7. Kesimpulan Stadium pembedahan untuk kanker endometrium mempunyai beberapa kelebihan: pertama, merupakan sebuah kunci untuk menilai sejauh apa penyakit ini telah menyebar. Kedua, hal ini juga memiliki peran prognostik dan panduan untuk perawatan lebih lanjut. Nilai terapeutik untuk limfadenektomi belum dibuktikan dalam penelitian prospektif, terutama pada stadium praoperatif dengan kasus risiko rendah. Ada banyak penunjuk dari keterlibatan kelenjar getah bening yang berguna untuk mengevaluasi kategori risiko pasien dan untuk manajemen pembedahan. TVS dan MRI dapat dengan akurat mendeteksi kedalaman dari invasi miometrial dan penyebaran penyakit ke serviks, tetapi gambaran pra-operatif tidak dapat dengan akurat menilai keterlibatan kelenjar getah bening. Penilaian intra-operatif terhadap keterlibatan nodus dan invasi miometrial tidak memiliki sensitivitas dan spesifitas untuk memilih wanita yang dapat menghindari limfadenektomi.

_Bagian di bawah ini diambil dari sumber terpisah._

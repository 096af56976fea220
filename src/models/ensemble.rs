//! Gradient-boosted tree ensemble evaluation.
//!
//! Trees are kept the way the training framework serializes them: parallel
//! per-node arrays, with leaf outputs stored in `split_conditions` and the
//! training cover of each node in `sum_hessian`. At load time every tree
//! additionally gets a cover-weighted expected value per node, which the
//! explainer uses as the attribution baseline and for decision-path deltas.

use crate::error::{PipelineError, Result};
use serde::Deserialize;

/// A single regression tree in parallel-array form.
///
/// A node `i` is a leaf when `left_children[i] < 0`; its output then lives
/// in `split_conditions[i]`.
#[derive(Debug, Clone, Deserialize)]
pub struct Tree {
    pub(crate) left_children: Vec<i32>,
    pub(crate) right_children: Vec<i32>,
    pub(crate) split_indices: Vec<u32>,
    pub(crate) split_conditions: Vec<f64>,
    pub(crate) default_left: Vec<i32>,
    pub(crate) sum_hessian: Vec<f64>,
    /// Cover-weighted mean leaf value below each node; filled at load.
    #[serde(skip)]
    pub(crate) node_values: Vec<f64>,
}

impl Tree {
    fn is_leaf(&self, node: usize) -> bool {
        self.left_children[node] < 0
    }

    /// Validate array consistency and precompute expected values.
    pub(crate) fn finalize(&mut self, tree_index: usize, num_features: usize) -> Result<()> {
        let n = self.left_children.len();
        let widths = [
            self.right_children.len(),
            self.split_indices.len(),
            self.split_conditions.len(),
            self.default_left.len(),
            self.sum_hessian.len(),
        ];
        if n == 0 || widths.iter().any(|&w| w != n) {
            return Err(PipelineError::ModelLoad(format!(
                "tree {tree_index}: inconsistent node arrays"
            )));
        }

        for node in 0..n {
            let left = self.left_children[node];
            let right = self.right_children[node];
            if (left < 0) != (right < 0) {
                return Err(PipelineError::ModelLoad(format!(
                    "tree {tree_index}, node {node}: one-sided leaf"
                )));
            }
            if left >= 0 {
                if left as usize >= n || right as usize >= n {
                    return Err(PipelineError::ModelLoad(format!(
                        "tree {tree_index}, node {node}: child index out of range"
                    )));
                }
                if self.split_indices[node] as usize >= num_features {
                    return Err(PipelineError::ModelLoad(format!(
                        "tree {tree_index}, node {node}: split feature {} outside the {num_features}-feature input",
                        self.split_indices[node]
                    )));
                }
            }
            if !(self.sum_hessian[node] > 0.0) {
                return Err(PipelineError::ModelLoad(format!(
                    "tree {tree_index}, node {node}: non-positive cover"
                )));
            }
        }

        self.node_values = vec![0.0; n];
        let mut visited = vec![false; n];
        self.fill_node_value(0, &mut visited, tree_index)?;
        Ok(())
    }

    fn fill_node_value(
        &mut self,
        node: usize,
        visited: &mut [bool],
        tree_index: usize,
    ) -> Result<f64> {
        if visited[node] {
            return Err(PipelineError::ModelLoad(format!(
                "tree {tree_index}: cycle through node {node}"
            )));
        }
        visited[node] = true;

        let value = if self.is_leaf(node) {
            self.split_conditions[node]
        } else {
            let left = self.left_children[node] as usize;
            let right = self.right_children[node] as usize;
            let left_value = self.fill_node_value(left, visited, tree_index)?;
            let right_value = self.fill_node_value(right, visited, tree_index)?;
            let left_cover = self.sum_hessian[left];
            let right_cover = self.sum_hessian[right];
            (left_value * left_cover + right_value * right_cover) / (left_cover + right_cover)
        };

        self.node_values[node] = value;
        Ok(value)
    }

    /// Next node on the decision path. NaN routes along `default_left`.
    fn descend(&self, node: usize, x: &[f64]) -> usize {
        let value = x[self.split_indices[node] as usize];
        let go_left = if value.is_nan() {
            self.default_left[node] != 0
        } else {
            value < self.split_conditions[node]
        };
        if go_left {
            self.left_children[node] as usize
        } else {
            self.right_children[node] as usize
        }
    }

    /// Leaf output for a feature vector.
    pub fn predict(&self, x: &[f64]) -> f64 {
        let mut node = 0;
        while !self.is_leaf(node) {
            node = self.descend(node, x);
        }
        self.split_conditions[node]
    }

    /// Expected output over the training population.
    pub fn expected_value(&self) -> f64 {
        self.node_values[0]
    }

    /// Walk the decision path, crediting each split's feature with the
    /// change in expected value, and return the leaf output.
    ///
    /// The deltas telescope: the root expected value plus this tree's
    /// credited contributions equals the returned leaf value exactly.
    pub fn path_contributions(&self, x: &[f64], contributions: &mut [f64]) -> f64 {
        let mut node = 0;
        while !self.is_leaf(node) {
            let next = self.descend(node, x);
            contributions[self.split_indices[node] as usize] +=
                self.node_values[next] - self.node_values[node];
            node = next;
        }
        self.split_conditions[node]
    }
}

/// A loaded tree ensemble with its margin-space bias.
#[derive(Debug, Clone)]
pub struct TreeEnsemble {
    trees: Vec<Tree>,
    num_features: usize,
    base_margin: f64,
}

impl TreeEnsemble {
    pub(crate) fn new(mut trees: Vec<Tree>, num_features: usize, base_margin: f64) -> Result<Self> {
        if trees.is_empty() {
            return Err(PipelineError::ModelLoad("model has no trees".to_string()));
        }
        if num_features == 0 {
            return Err(PipelineError::ModelLoad(
                "model declares zero input features".to_string(),
            ));
        }
        for (index, tree) in trees.iter_mut().enumerate() {
            tree.finalize(index, num_features)?;
        }
        Ok(Self {
            trees,
            num_features,
            base_margin,
        })
    }

    pub fn num_features(&self) -> usize {
        self.num_features
    }

    pub fn num_trees(&self) -> usize {
        self.trees.len()
    }

    /// Summed margin of all trees for a feature vector.
    ///
    /// The caller guarantees `x.len() == num_features()`.
    pub fn margin(&self, x: &[f64]) -> f64 {
        self.base_margin + self.trees.iter().map(|tree| tree.predict(x)).sum::<f64>()
    }

    /// Expected margin over the training population.
    pub fn expected_margin(&self) -> f64 {
        self.base_margin
            + self
                .trees
                .iter()
                .map(|tree| tree.expected_value())
                .sum::<f64>()
    }

    /// Per-feature decision-path contributions.
    ///
    /// Returns `(baseline, contributions)` with
    /// `baseline + contributions.sum() == margin(x)`.
    pub fn contributions(&self, x: &[f64]) -> (f64, Vec<f64>) {
        let mut contributions = vec![0.0; self.num_features];
        for tree in &self.trees {
            tree.path_contributions(x, &mut contributions);
        }
        (self.expected_margin(), contributions)
    }
}
//! Patient record intake for the batch shell

use crate::error::Result;
use std::path::PathBuf;
use tokio::fs::File;
use tokio::io::{AsyncBufReadExt, AsyncRead, BufReader, Lines};
use tracing::info;

/// Reads newline-delimited patient records from a file or stdin
pub struct RecordReader {
    source: Option<PathBuf>,
}

impl RecordReader {
    /// Create a reader for a file path, or stdin when `None`
    pub fn from_path(source: Option<PathBuf>) -> Self {
        Self { source }
    }

    /// Open the source and return a line reader
    pub async fn lines(&self) -> Result<Lines<BufReader<Box<dyn AsyncRead + Send + Unpin>>>> {
        let reader: Box<dyn AsyncRead + Send + Unpin> = match &self.source {
            Some(path) => {
                let file = File::open(path).await?;
                info!(path = %path.display(), "Reading patient records");
                Box::new(file)
            }
            None => {
                info!("Reading patient records from stdin");
                Box::new(tokio::io::stdin())
            }
        };
        Ok(BufReader::new(reader).lines())
    }
}
//! Configuration management for the assessment pipeline

use anyhow::{Context, Result};
use config::{Config, File};
use serde::Deserialize;
use std::path::Path;

/// Main application configuration
#[derive(Debug, Clone, Deserialize)]
pub struct AppConfig {
    pub model: ModelConfig,
    pub pipeline: PipelineConfig,
    #[serde(default)]
    pub io: IoConfig,
    pub logging: LoggingConfig,
}

/// Model artifact configuration
#[derive(Debug, Clone, Deserialize)]
pub struct ModelConfig {
    /// Path to the serialized tree-ensemble artifact
    pub model_path: String,
    /// Path to the ordered feature-schema JSON array
    pub schema_path: String,
}

/// Pipeline configuration
#[derive(Debug, Clone, Deserialize)]
pub struct PipelineConfig {
    /// Number of concurrent evaluation workers
    #[serde(default = "default_workers")]
    pub workers: usize,
    /// Seconds between metrics summaries
    #[serde(default = "default_report_interval")]
    pub report_interval_secs: u64,
}

/// Record intake and assessment output configuration
#[derive(Debug, Clone, Deserialize, Default)]
pub struct IoConfig {
    /// JSONL record source; stdin when unset
    #[serde(default)]
    pub input_path: Option<String>,
    /// JSONL assessment sink; stdout when unset
    #[serde(default)]
    pub output_path: Option<String>,
}

/// Logging configuration
#[derive(Debug, Clone, Deserialize)]
pub struct LoggingConfig {
    /// Log level (trace, debug, info, warn, error)
    pub level: String,
    /// Log format (json, pretty)
    pub format: String,
}

fn default_workers() -> usize {
    4
}

fn default_report_interval() -> u64 {
    30
}

impl AppConfig {
    /// Load configuration from the default file
    pub fn load() -> Result<Self> {
        Self::load_from_path("config/config.toml")
    }

    /// Load configuration from a specific path
    pub fn load_from_path<P: AsRef<Path>>(path: P) -> Result<Self> {
        let config = Config::builder()
            .add_source(File::from(path.as_ref()))
            .build()
            .context("Failed to build configuration")?;

        config
            .try_deserialize()
            .context("Failed to deserialize configuration")
    }
}

impl Default for AppConfig {
    fn default() -> Self {
        Self {
            model: ModelConfig {
                model_path: "models/frailty_xgb.json".to_string(),
                schema_path: "models/feature_schema.json".to_string(),
            },
            pipeline: PipelineConfig {
                workers: default_workers(),
                report_interval_secs: default_report_interval(),
            },
            io: IoConfig::default(),
            logging: LoggingConfig {
                level: "info".to_string(),
                format: "json".to_string(),
            },
        }
    }
}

Tantangan besar dalam manajemen pembedahan dari kanker endometrium adalah standarisasi limfadenektomi paraaorta dan pelvis, agar dapat menghindari prosedur yang tidak diperlukan dan untuk meningkatkan tingkat kelangsungan hidup pasien. Morbiditas dari limfadenektomi dapat dikurangi dengan penggunaan laparoskopi. Percobaan-percobaan telah menunjukkan kelayakan dan keamanan dari laparoskopi dalam pembedahan untuk stadium awal kanker endometrium. Seperti yang sudah diharapkan, kemajuan yang signifikan pada awal dan akhir komplikasi pasca-operasi, durasi opname yang lebih sedikit, kualitas hidup yang lebih baik, dan biaya yang lebih sedikit ditunjukkan oleh banyak penelitian yang membandingkan atara laparotomi dan laparoskopi. Pendekatan laparoskopi aman dan layak dilakukan pada wanita obesitas dan wanita-wanita lanjut usia dengan stadium awal kanker, dibandingkan dengan laparotomi. Kegunaan robot pada pembedahan kanker endometrium terus berkembang dan belum dapat ditentukan sepenuhnya. Kebanyakan penelitian tentang robot operasi menunjukkan bahwa itu adalah sebuah pilihan yang aman dan layak, terutama pada pasien-pasien yang obesitas.